Baiklah, disini bukan tempat pembelaan bagi siapapun, bukan tempat untuk mengadili siapapun, tapi yang ingin ditekankan disini adalah sudahkah kita bertanggung jawab dengan perbuatan kita. Sehingga para perokok wajib menguji perbuatannya dengan bertanya pada diri sendiri, misalnya:
1.         Jika kita merokok, apakah itu akan berdampak pada penyaluran kasih kita terhadap sesama?
2.         Jika kita merokok, maukah kita menyendiri agar asap rokok tidak terhisap oleh orang lain?
3.     Jika kita merokok, maukah kita membuang puntung rokok pada tempat sampah?
4.     Jika kita bisa membeli rokok, masih maukah kita mempersembahkan uang atau harta kita untuk gereja?

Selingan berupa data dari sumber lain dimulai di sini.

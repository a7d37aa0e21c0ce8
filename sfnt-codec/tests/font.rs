//! Whole-font decode and encode.

use font_types::{GlyphId16, Tag};
use pretty_assertions::assert_eq;
use rstest::rstest;
use sfnt_codec::{
    font_builder::TableDirectory,
    tables::{
        cmap::{Cmap, Cmap4, EncodingRecord},
        cvt::Cvt,
        fpgm::Fpgm,
        glyf::{CompositeGlyph, CurvePoint, EmptyGlyph, Glyf, Glyph, SimpleGlyph},
        head::Head,
        hhea::Hhea,
        hmtx::{Hmtx, LongMetric},
        kern::{Kern, KernPair, KernSubtable},
        loca::Loca,
        maxp::Maxp,
        name::{Name, NameRecord},
        os2::Os2,
        post::Post,
        prep::Prep,
    },
    Font, FontData, FontRead, ReadError, TopLevelTable,
};

fn init_logging() {
    let _ = env_logger::builder().is_test(true).try_init();
}

fn metric(advance: u16, side_bearing: i16) -> LongMetric {
    LongMetric {
        advance,
        side_bearing,
    }
}

/// A small but complete TrueType font with five glyphs:
/// `.notdef` and `.null` (both empty), `A`, `B` and a composite `Aring`.
fn test_font() -> Font {
    let a = SimpleGlyph::read(FontData::new(font_test_data::glyf::SIMPLE_GLYPH)).unwrap();
    let b = SimpleGlyph::from_contours(
        &[vec![
            CurvePoint::on_curve(50, 0),
            CurvePoint::on_curve(50, 700),
            CurvePoint::off_curve(450, 700),
            CurvePoint::on_curve(450, 0),
        ]],
        Vec::new(),
    );
    let aring =
        CompositeGlyph::read(FontData::new(font_test_data::glyf::COMPOSITE_GLYPH)).unwrap();

    let mut font = Font::default();
    font.insert(Head {
        units_per_em: 1000,
        x_max: 600,
        y_max: 730,
        ..Default::default()
    });
    font.insert(Hhea {
        ascender: 800,
        descender: -200,
        advance_width_max: 600,
        ..Default::default()
    });
    font.insert(Hmtx::new(
        vec![
            metric(500, 0),
            metric(0, 0),
            metric(600, 100),
            metric(500, 50),
            metric(600, 0),
        ],
        vec![],
    ));
    font.insert(Glyf::new(vec![
        Glyph::Empty(EmptyGlyph::default()),
        Glyph::Empty(EmptyGlyph::default()),
        Glyph::Simple(a),
        Glyph::Simple(b),
        Glyph::Composite(aring),
    ]));
    let unicode = Cmap4::from_glyphs(&[vec![], vec![], vec![0x41], vec![0x42], vec![0xC5]]);
    font.insert(Cmap::new(vec![
        EncodingRecord::new(0, 3, unicode.clone()),
        EncodingRecord::new(3, 1, unicode),
    ]));
    font.insert(Name::new(vec![
        NameRecord::new_windows(1, "Test Sans"),
        NameRecord::new_windows(2, "Regular"),
    ]));
    font.insert(Os2::default());
    font.insert(Post::default().with_glyph_names([".notdef", ".null", "A", "B", "Aring"]));
    font.insert(Kern::new(vec![KernSubtable::horizontal(vec![
        KernPair::new(2, 3, -30),
        KernPair::new(3, 2, -20),
    ])]));
    font.insert(Cvt {
        values: vec![0, 700, -200],
    });
    font.insert(Fpgm {
        instructions: vec![0xB0, 0x00, 0x2C],
    });
    font.insert(Prep {
        instructions: vec![0xB8, 0x01, 0xFF],
    });
    font.insert_raw(Tag::new(b"TEST"), vec![1, 2, 3, 4, 5]);
    font
}

fn flip_last_byte(bytes: &mut [u8], tag: Tag) {
    let directory = TableDirectory::read(FontData::new(bytes)).unwrap();
    let record = *directory.find(tag).unwrap();
    let last = (record.offset + record.length - 1) as usize;
    bytes[last] ^= 0x01;
}

#[test]
fn encode_decode_encode_is_identity() {
    init_logging();
    let mut font = test_font();
    let first = font.encode().unwrap();

    let mut decoded = Font::decode(&first).unwrap();
    assert!(decoded.warnings.is_empty(), "{:?}", decoded.warnings);
    assert_eq!(decoded, font);

    let second = decoded.encode().unwrap();
    assert_eq!(first, second);
}

#[test]
fn checked_in_font_is_reproduced_exactly() {
    init_logging();
    let mut decoded = Font::decode(font_test_data::TINY_SANS).unwrap();
    assert!(decoded.warnings.is_empty(), "{:?}", decoded.warnings);
    assert_eq!(decoded.num_glyphs(), Ok(5));
    assert!(decoded.contains(Tag::new(b"gasp")));
    assert_eq!(
        decoded.get::<Cmap>().unwrap().map_codepoint(0xC5),
        Some(GlyphId16::new(4))
    );
    assert_eq!(
        decoded.get::<Post>().unwrap().glyph_name(GlyphId16::new(4)),
        Some("Aring.ss01")
    );
    assert_eq!(
        decoded.get::<Name>().unwrap().get(4).as_deref(),
        Some("Tiny Sans Regular")
    );

    let bytes = decoded.encode().unwrap();
    assert_eq!(bytes, font_test_data::TINY_SANS);
}

#[test]
fn derived_tables_are_present() {
    let mut font = test_font();
    let bytes = font.encode().unwrap();
    let decoded = Font::decode(&bytes).unwrap();

    assert_eq!(decoded.num_glyphs(), Ok(5));
    assert!(decoded.contains(Loca::TAG));
    assert_eq!(decoded.get::<Maxp>().unwrap().num_glyphs, 5);
    assert_eq!(decoded.get::<Hhea>().unwrap().number_of_h_metrics, 5);
    let loca = decoded.get::<Loca>().unwrap();
    assert_eq!(loca.offsets.len(), 6);
    assert_eq!(loca.offsets[0], loca.offsets[2]);
}

#[test]
fn decoded_font_answers_queries() {
    let mut font = test_font();
    let bytes = font.encode().unwrap();
    let decoded = Font::decode(&bytes).unwrap();

    let cmap = decoded.get::<Cmap>().unwrap();
    assert_eq!(cmap.map_codepoint(0x41), Some(GlyphId16::new(2)));
    assert_eq!(cmap.map_codepoint(0xC5), Some(GlyphId16::new(4)));
    assert_eq!(cmap.map_codepoint(0x43), None);

    let name = decoded.get::<Name>().unwrap();
    assert_eq!(name.get(1).as_deref(), Some("Test Sans"));

    let post = decoded.get::<Post>().unwrap();
    assert_eq!(post.glyph_name(GlyphId16::new(4)), Some("Aring"));

    let kern = decoded.get::<Kern>().unwrap();
    assert_eq!(kern.kerning(GlyphId16::new(2), GlyphId16::new(3)), Some(-30));

    let hmtx = decoded.get::<Hmtx>().unwrap();
    assert_eq!(hmtx.advance(4), Some(600));
}

#[test]
fn tables_are_sorted_and_aligned() {
    let mut font = test_font();
    let bytes = font.encode().unwrap();
    assert_eq!(bytes.len() % 4, 0);

    let directory = TableDirectory::read(FontData::new(&bytes)).unwrap();
    let tags = directory
        .table_records
        .iter()
        .map(|record| record.tag)
        .collect::<Vec<_>>();
    let mut sorted = tags.clone();
    sorted.sort();
    assert_eq!(tags, sorted);
    assert!(directory
        .table_records
        .iter()
        .all(|record| record.offset % 4 == 0));
}

#[test]
fn clean_font_has_no_warnings() {
    let mut font = test_font();
    let bytes = font.encode().unwrap();
    assert!(Font::decode(&bytes).unwrap().warnings.is_empty());
}

#[rstest]
#[case::glyf(b"glyf")]
#[case::hmtx(b"hmtx")]
#[case::kern(b"kern")]
#[case::name(b"name")]
#[case::post(b"post")]
fn one_warning_per_corrupted_table(#[case] tag: &[u8; 4]) {
    init_logging();
    let mut font = test_font();
    let mut bytes = font.encode().unwrap();
    let tag = Tag::new(tag);
    flip_last_byte(&mut bytes, tag);

    let decoded = Font::decode(&bytes).unwrap();
    assert_eq!(decoded.warnings.len(), 1, "{:?}", decoded.warnings);
    assert!(decoded.warnings[0].contains(&tag.to_string()));
}

#[test]
fn two_corrupted_tables_two_warnings() {
    let mut font = test_font();
    let mut bytes = font.encode().unwrap();
    flip_last_byte(&mut bytes, Name::TAG);
    flip_last_byte(&mut bytes, Post::TAG);
    assert_eq!(Font::decode(&bytes).unwrap().warnings.len(), 2);
}

#[test]
fn corrupted_directory_checksum() {
    let mut font = test_font();
    let mut bytes = font.encode().unwrap();
    let directory = TableDirectory::read(FontData::new(&bytes)).unwrap();
    let idx = directory
        .table_records
        .iter()
        .position(|record| record.tag == Head::TAG)
        .unwrap();
    // the checksum follows the tag in each 16-byte record
    let pos = 12 + 16 * idx + 4;
    bytes[pos] ^= 0xFF;
    assert_eq!(Font::decode(&bytes).unwrap().warnings.len(), 1);
}

#[test]
fn glyph_count_mismatch() {
    let mut font = test_font();
    let mut bytes = font.encode().unwrap();
    let directory = TableDirectory::read(FontData::new(&bytes)).unwrap();
    let maxp = *directory.find(Maxp::TAG).unwrap();
    let pos = maxp.offset as usize + 4;
    bytes[pos..pos + 2].copy_from_slice(&6u16.to_be_bytes());

    let err = Font::decode(&bytes).unwrap_err();
    assert_eq!(
        err.inner,
        ReadError::GlyphCountMismatch {
            loca: 5,
            num_glyphs: 6
        }
    );
    assert_eq!(err.warnings.len(), 1);
}

#[test]
fn truncated_font_is_an_error() {
    let mut font = test_font();
    let bytes = font.encode().unwrap();
    let err = Font::decode(&bytes[..bytes.len() / 2]).unwrap_err();
    assert_eq!(err.inner, ReadError::OutOfBounds);
}
#[cfg(test)]
mod tests {
    use super::*;
    use crate::{tables::layout::Device, write::dump_table};
    use pretty_assertions::assert_eq;

    fn gid(raw: u16) -> GlyphId16 {
        GlyphId16::new(raw)
    }

    fn class_def(pairs: &[(u16, u16)]) -> ClassDef {
        pairs
            .iter()
            .map(|(g, cls)| (gid(*g), *cls))
            .collect::<crate::tables::layout::ClassDefBuilder>()
            .build()
    }

    // a store with one region on one axis, and one data subtable of two
    // byte-sized deltas
    #[rustfmt::skip]
    const VAR_STORE: &[u8] = &[
        0x00, 0x01, 0x00, 0x00, 0x00, 0x0C, 0x00, 0x01, 0x00, 0x00, 0x00, 0x16,
        0x00, 0x01, 0x00, 0x01, 0x00, 0x00, 0x40, 0x00, 0x40, 0x00,
        0x00, 0x02, 0x00, 0x00, 0x00, 0x01, 0x00, 0x00, 0x05, 0xFB,
    ];

    #[test]
    fn glyph_classes_only() {
        let gdef = Gdef {
            glyph_class_def: Some(class_def(&[(1, 1), (2, 1), (3, 3)])),
            ..Default::default()
        };
        let bytes = dump_table(&gdef).unwrap();
        #[rustfmt::skip]
        let expected = [
            0x00, 0x01, 0x00, 0x00, 0x00, 0x0C, 0x00, 0x00, 0x00, 0x00, 0x00, 0x00,
            0x00, 0x01, 0x00, 0x01, 0x00, 0x03, 0x00, 0x01, 0x00, 0x01, 0x00, 0x03,
        ];
        assert_eq!(bytes, expected);
        let loaded = Gdef::read(FontData::new(&bytes)).unwrap();
        assert_eq!(loaded, gdef);
        assert_eq!(loaded.glyph_class(gid(3)), glyph_class::MARK);
        assert_eq!(loaded.glyph_class(gid(9)), 0);
    }

    #[test]
    fn everything_roundtrips() {
        let carets = BTreeMap::from([
            (gid(20), vec![CaretValue::Format1 { coordinate: 300 }]),
            (
                gid(21),
                vec![
                    CaretValue::Format2 {
                        caret_value_point_index: 7,
                    },
                    CaretValue::Format3 {
                        coordinate: 620,
                        device: Device::new(12, 14, &[1, 0, -1]).into(),
                    },
                ],
            ),
        ]);
        let gdef = Gdef {
            glyph_class_def: Some(class_def(&[(20, 2), (21, 2), (30, 3)])),
            attach_list: Some(AttachList::new(BTreeMap::from([
                (gid(5), vec![0, 4]),
                (gid(6), vec![2]),
            ]))),
            lig_caret_list: Some(LigCaretList::new(carets)),
            mark_attach_class_def: Some(class_def(&[(30, 1)])),
            mark_glyph_sets_def: Some(MarkGlyphSets {
                coverages: vec![[gid(30)].into_iter().collect()],
            }),
            item_var_store: Some(ItemVariationStore {
                data: VAR_STORE.to_vec(),
            }),
        };
        let bytes = dump_table(&gdef).unwrap();
        assert_eq!(&bytes[..4], &[0, 1, 0, 3]);
        let loaded = Gdef::read(FontData::new(&bytes)).unwrap();
        assert_eq!(loaded, gdef);

        assert_eq!(loaded.attach_list.as_ref().unwrap().get(gid(5)), Some(&[0, 4][..]));
        let lig_carets = loaded.lig_caret_list.as_ref().unwrap();
        assert_eq!(lig_carets.get(gid(21)).map(|c| c.len()), Some(2));
        assert!(lig_carets.get(gid(22)).is_none());
        assert!(loaded.mark_glyph_sets_def.as_ref().unwrap().contains(0, gid(30)));
    }

    #[test]
    fn version_follows_contents() {
        let mut gdef = Gdef::default();
        assert_eq!(gdef.compute_version(), (1, 0));
        assert_eq!(dump_table(&gdef).unwrap().len(), 12);

        gdef.mark_glyph_sets_def = Some(MarkGlyphSets::default());
        assert_eq!(gdef.compute_version(), (1, 2));

        // a var store without glyph sets still needs 1.3
        gdef.mark_glyph_sets_def = None;
        gdef.item_var_store = Some(ItemVariationStore {
            data: VAR_STORE.to_vec(),
        });
        assert_eq!(gdef.compute_version(), (1, 3));
        let bytes = dump_table(&gdef).unwrap();
        assert_eq!(&bytes[12..18], &[0, 0, 0, 0, 0, 18]);
        let loaded = Gdef::read(FontData::new(&bytes)).unwrap();
        assert!(loaded.mark_glyph_sets_def.is_none());
        assert_eq!(loaded.item_var_store, gdef.item_var_store);
    }

    #[test]
    fn var_store_extent() {
        let mut data = VAR_STORE.to_vec();
        data.extend_from_slice(&[0xde, 0xad, 0xbe, 0xef]);
        let store = ItemVariationStore::read(FontData::new(&data)).unwrap();
        assert_eq!(store.data, VAR_STORE);
    }

    #[test]
    fn mismatched_attach_list() {
        let mut list = AttachList::new(BTreeMap::from([(gid(5), vec![0])]));
        list.attach_points.push(AttachPoint::default());
        let gdef = Gdef {
            attach_list: Some(list),
            ..Default::default()
        };
        assert!(dump_table(&gdef).is_err());
    }

    #[test]
    fn bad_glyph_class() {
        let gdef = Gdef {
            glyph_class_def: Some(class_def(&[(1, 7)])),
            ..Default::default()
        };
        assert!(dump_table(&gdef).is_err());
    }
}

5.  Jika kita merokok, masih maukah kita mengingat Tuhan betapa besar kasihNya kepada kita?
6. Sebaliknya pertanyaan bagi yang tidak merokok: apakah kita memang benar-benar berusaha menjaga kesehatan kita meskipun kita tidak merokok?
7. Apakah kita mau menjaga pola makan kita meskipun kita tidak merokok?
8. Apakah kita tidak memanjakan diri dengan makanan serba kolesterol yang berbahaya bagi kesehatan kita meskipun kita tidak merokok?
9.            Apakah kita mau berolah raga meskipun kita tidak merokok? 
10. Apakah kita masih sempat memberikan harta kita sebagai persembahan meskipun kita tidak merokok?
11. Apakah kita juga seorang yang rajin beribadah meskipun kita bukan perokok?
Dan masih banyak pertanyaan-pertanyaan sederhana lagi yang bisa kita renungkan, untuk menguji segala tindakan kita. Jadi, dosa atau tidak dosa merokok itu tergantung pada diri kita sendiri, karena hati kita bisa menilai, apakah kita sudah bisa mengasihi Tuhan Allah kita dan sesama kita dengan setulus-tulusnya. Karena itu, ayo berintrospeksi.